PROBLEM DESCRIPTION = Where a line in the listing below holds the word "false", count that line; give the total alone.

━━━━━━━━

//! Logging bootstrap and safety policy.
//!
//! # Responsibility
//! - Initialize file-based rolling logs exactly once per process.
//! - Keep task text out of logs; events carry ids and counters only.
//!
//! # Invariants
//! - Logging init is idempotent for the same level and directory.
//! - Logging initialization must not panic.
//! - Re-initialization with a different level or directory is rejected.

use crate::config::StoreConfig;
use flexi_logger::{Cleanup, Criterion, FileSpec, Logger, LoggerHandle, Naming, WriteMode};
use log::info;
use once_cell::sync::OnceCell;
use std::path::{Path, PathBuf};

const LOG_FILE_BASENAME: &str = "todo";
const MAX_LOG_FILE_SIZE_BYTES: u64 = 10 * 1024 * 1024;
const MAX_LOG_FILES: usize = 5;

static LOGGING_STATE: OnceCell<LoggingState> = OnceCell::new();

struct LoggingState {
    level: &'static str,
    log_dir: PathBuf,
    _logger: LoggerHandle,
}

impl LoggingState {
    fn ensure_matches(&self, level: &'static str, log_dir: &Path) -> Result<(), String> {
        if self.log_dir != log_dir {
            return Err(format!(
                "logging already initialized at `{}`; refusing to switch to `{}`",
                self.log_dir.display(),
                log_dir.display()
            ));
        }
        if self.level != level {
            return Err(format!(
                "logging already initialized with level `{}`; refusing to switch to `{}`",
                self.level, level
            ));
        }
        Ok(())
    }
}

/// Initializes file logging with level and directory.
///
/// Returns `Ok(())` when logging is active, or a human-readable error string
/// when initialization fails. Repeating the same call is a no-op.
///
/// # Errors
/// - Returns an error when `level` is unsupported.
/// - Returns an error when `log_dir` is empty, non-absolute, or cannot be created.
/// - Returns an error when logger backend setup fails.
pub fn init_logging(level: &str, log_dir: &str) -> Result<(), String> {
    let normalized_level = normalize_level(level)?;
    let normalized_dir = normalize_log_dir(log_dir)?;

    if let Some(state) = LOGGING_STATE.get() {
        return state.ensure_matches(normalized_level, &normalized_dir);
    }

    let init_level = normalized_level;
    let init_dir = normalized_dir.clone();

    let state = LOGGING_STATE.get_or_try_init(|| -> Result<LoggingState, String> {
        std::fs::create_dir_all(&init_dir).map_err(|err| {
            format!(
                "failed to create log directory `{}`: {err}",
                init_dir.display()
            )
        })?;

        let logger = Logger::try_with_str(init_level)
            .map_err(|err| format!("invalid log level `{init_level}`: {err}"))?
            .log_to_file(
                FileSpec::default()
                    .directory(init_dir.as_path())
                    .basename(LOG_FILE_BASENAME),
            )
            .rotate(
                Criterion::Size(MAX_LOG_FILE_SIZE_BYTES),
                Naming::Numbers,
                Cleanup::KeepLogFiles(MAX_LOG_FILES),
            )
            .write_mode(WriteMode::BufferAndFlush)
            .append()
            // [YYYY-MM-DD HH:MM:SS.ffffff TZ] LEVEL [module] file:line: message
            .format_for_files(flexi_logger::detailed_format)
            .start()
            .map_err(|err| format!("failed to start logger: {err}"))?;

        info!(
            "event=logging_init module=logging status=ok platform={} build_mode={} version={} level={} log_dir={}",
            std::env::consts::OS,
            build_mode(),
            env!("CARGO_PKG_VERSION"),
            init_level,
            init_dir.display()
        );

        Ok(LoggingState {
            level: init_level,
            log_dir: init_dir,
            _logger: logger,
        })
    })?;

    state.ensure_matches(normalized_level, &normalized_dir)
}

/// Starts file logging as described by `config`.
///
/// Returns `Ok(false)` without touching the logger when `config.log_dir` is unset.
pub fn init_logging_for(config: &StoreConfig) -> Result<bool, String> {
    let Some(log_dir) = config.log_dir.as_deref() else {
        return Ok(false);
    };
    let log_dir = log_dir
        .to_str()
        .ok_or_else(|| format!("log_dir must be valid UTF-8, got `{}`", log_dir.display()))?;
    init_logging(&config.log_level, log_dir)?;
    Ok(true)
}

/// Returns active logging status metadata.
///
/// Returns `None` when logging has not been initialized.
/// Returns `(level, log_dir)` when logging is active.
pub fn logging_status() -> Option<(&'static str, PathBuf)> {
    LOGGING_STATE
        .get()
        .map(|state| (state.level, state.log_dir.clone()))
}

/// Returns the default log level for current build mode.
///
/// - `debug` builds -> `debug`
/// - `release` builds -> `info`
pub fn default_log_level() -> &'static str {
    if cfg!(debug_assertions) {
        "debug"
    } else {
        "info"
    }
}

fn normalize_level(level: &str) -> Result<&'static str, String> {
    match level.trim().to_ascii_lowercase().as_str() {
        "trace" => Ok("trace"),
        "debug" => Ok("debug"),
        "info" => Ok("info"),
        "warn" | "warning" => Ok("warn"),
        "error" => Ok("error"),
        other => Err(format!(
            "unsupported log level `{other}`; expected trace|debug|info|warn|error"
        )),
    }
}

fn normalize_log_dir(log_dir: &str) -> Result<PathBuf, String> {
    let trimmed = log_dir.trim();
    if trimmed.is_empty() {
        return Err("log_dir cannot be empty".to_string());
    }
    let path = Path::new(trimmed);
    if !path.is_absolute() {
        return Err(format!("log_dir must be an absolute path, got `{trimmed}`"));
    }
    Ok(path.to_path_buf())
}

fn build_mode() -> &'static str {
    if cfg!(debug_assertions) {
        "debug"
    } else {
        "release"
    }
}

━━━━━━━━

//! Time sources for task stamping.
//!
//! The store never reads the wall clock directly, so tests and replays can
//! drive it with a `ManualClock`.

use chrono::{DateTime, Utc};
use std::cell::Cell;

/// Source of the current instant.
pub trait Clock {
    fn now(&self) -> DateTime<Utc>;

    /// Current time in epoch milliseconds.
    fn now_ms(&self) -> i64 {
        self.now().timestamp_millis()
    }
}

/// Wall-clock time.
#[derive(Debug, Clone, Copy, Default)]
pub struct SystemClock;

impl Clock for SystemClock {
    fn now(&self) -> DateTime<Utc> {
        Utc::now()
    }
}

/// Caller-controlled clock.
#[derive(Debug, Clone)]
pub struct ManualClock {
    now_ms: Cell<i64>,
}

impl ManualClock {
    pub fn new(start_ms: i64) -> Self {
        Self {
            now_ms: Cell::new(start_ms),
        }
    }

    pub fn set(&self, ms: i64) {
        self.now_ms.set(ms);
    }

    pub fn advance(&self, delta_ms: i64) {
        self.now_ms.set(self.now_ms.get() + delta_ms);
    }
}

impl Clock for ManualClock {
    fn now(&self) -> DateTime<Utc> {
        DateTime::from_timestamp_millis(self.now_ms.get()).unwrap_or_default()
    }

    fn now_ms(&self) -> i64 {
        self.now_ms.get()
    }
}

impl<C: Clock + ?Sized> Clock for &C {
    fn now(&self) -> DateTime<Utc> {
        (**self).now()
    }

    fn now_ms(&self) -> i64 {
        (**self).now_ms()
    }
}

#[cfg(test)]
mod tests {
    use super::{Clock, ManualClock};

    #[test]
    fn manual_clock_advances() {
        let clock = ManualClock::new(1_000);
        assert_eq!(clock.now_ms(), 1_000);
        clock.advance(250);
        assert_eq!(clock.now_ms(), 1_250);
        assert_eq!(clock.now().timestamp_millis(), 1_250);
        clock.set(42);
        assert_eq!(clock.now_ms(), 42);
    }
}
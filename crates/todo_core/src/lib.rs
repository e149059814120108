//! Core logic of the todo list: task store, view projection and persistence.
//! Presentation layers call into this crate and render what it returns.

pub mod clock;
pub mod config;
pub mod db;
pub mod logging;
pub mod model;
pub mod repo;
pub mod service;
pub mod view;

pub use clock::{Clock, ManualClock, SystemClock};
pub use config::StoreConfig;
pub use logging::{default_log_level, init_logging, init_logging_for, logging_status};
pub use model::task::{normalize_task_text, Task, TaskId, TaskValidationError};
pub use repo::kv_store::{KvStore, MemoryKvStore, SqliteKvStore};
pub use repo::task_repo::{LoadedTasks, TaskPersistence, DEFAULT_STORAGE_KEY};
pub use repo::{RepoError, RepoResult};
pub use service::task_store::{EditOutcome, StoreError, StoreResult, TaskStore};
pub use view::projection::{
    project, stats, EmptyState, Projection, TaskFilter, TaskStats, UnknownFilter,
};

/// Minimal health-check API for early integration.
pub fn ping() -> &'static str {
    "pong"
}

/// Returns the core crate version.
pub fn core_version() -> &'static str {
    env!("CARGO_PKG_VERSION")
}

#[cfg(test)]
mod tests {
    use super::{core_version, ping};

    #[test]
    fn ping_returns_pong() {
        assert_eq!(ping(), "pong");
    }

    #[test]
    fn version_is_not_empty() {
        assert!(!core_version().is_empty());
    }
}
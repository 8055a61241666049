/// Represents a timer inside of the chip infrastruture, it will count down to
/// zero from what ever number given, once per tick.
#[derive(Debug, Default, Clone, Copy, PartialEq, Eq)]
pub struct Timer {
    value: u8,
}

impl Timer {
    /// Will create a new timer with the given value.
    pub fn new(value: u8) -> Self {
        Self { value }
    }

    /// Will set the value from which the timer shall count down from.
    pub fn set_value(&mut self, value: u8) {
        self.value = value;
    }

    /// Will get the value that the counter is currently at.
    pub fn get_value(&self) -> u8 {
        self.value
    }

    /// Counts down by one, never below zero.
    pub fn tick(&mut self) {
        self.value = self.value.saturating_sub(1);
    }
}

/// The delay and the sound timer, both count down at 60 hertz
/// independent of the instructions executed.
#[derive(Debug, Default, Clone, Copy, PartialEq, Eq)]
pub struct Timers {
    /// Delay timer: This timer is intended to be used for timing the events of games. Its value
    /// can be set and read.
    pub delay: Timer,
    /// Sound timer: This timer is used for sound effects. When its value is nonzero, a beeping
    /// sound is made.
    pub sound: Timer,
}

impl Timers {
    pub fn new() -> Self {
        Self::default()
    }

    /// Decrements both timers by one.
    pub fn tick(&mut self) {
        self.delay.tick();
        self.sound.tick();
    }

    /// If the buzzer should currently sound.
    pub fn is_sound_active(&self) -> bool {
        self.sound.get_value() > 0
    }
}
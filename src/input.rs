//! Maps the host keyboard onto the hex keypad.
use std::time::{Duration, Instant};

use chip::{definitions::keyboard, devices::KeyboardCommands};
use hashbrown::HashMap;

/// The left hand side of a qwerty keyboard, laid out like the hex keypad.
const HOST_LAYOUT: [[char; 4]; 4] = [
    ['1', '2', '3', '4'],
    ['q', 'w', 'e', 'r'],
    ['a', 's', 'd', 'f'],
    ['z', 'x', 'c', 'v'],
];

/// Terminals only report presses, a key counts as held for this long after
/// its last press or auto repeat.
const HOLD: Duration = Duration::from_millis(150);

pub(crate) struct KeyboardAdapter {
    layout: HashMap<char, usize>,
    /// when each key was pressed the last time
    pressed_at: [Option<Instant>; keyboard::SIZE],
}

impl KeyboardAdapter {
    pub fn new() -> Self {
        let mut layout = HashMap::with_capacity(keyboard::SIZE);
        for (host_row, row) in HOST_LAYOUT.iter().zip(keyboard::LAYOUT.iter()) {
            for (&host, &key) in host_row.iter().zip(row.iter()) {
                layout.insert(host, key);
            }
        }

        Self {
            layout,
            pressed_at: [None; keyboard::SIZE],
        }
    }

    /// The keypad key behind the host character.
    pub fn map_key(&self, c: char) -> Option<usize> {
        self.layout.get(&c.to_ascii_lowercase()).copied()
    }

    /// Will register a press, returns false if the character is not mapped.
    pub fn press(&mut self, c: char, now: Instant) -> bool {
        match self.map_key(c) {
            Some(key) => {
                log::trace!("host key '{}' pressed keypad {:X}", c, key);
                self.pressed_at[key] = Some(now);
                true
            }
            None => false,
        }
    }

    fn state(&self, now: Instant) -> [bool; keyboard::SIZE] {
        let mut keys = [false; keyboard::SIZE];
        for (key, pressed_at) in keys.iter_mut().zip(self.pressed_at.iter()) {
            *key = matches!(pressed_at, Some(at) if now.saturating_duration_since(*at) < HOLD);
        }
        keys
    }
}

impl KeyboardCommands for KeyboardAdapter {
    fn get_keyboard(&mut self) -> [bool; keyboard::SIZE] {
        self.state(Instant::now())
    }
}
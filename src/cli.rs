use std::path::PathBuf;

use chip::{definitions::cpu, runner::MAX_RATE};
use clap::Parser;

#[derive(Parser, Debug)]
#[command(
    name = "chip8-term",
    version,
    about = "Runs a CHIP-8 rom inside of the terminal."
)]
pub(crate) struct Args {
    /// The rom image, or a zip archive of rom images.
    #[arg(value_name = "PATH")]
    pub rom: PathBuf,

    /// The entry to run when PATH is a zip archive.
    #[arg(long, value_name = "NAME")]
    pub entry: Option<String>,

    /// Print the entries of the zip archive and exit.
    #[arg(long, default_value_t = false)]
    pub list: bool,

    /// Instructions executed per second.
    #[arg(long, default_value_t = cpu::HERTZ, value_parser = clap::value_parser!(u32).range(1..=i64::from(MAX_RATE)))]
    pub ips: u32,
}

━━━━━━━━

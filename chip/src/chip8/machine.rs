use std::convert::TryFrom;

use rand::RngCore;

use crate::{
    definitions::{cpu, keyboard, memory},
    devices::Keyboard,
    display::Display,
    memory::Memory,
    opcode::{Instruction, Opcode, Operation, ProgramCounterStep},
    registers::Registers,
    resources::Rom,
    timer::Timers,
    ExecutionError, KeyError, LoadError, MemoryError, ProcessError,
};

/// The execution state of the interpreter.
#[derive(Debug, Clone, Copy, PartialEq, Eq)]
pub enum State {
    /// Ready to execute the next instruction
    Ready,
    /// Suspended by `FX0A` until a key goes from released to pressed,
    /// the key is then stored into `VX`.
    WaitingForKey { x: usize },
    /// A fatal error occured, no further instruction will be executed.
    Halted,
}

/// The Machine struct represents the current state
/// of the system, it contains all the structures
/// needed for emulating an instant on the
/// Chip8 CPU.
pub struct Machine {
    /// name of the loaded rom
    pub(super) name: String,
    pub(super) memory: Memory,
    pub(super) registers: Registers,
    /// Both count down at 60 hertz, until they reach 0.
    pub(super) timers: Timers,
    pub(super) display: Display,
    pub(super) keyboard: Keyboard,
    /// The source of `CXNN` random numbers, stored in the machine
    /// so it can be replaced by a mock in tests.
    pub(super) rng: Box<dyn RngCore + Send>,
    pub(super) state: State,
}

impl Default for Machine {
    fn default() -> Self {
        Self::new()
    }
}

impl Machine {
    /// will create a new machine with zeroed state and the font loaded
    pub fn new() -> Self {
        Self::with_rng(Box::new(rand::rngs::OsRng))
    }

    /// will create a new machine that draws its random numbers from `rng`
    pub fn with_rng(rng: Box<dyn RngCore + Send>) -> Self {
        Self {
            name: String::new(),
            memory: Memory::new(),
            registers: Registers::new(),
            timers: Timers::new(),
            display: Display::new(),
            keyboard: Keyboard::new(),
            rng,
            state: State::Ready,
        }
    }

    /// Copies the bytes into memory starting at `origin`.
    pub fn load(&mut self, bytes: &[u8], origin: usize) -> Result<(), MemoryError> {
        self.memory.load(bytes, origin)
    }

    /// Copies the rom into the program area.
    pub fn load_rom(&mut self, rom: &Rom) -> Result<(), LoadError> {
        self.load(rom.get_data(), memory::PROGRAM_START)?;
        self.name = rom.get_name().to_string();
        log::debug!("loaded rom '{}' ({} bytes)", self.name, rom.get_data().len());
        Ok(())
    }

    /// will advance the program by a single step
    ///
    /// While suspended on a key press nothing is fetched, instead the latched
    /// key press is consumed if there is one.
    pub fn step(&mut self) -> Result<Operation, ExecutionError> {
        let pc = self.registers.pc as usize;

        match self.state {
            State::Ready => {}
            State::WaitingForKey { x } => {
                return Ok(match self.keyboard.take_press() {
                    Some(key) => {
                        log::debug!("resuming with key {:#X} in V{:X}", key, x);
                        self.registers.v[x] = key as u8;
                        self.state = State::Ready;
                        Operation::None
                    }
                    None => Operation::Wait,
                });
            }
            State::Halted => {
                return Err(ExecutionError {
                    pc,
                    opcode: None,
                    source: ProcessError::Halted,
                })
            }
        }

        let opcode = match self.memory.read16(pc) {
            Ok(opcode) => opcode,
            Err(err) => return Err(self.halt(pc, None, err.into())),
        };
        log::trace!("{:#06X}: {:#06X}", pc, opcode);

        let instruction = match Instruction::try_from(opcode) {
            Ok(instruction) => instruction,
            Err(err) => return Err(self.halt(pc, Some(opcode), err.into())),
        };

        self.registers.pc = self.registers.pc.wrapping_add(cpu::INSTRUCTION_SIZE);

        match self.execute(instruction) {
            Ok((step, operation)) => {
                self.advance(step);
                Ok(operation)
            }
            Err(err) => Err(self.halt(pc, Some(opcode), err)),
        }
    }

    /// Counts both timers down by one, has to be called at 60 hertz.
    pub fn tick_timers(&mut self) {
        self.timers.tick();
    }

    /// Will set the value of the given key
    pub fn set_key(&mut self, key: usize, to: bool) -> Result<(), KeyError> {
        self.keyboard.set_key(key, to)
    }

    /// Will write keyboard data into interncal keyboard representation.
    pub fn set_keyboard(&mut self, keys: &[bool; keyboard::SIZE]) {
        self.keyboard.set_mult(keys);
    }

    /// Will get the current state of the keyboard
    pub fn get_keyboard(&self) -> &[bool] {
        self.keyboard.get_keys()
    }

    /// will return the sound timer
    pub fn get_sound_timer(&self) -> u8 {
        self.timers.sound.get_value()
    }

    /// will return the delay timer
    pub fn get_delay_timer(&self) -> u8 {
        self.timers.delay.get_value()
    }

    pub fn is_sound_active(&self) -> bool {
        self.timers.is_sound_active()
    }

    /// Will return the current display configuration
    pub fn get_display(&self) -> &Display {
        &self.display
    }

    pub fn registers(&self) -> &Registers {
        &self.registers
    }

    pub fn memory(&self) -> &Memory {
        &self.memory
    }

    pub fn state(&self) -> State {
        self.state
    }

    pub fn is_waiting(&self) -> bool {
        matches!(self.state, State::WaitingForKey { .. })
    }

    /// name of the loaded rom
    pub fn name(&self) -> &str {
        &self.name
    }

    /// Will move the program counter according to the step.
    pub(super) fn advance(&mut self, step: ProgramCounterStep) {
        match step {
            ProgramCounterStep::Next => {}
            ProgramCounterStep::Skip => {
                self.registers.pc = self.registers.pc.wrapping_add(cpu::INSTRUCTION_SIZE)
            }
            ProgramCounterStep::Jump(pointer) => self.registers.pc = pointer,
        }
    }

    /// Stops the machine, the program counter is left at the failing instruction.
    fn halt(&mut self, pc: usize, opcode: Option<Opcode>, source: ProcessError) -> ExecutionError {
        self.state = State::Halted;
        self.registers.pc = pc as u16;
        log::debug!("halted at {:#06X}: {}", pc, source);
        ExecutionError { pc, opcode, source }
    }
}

━━━━━━━━

REPLY TO THE EXERCISE = 6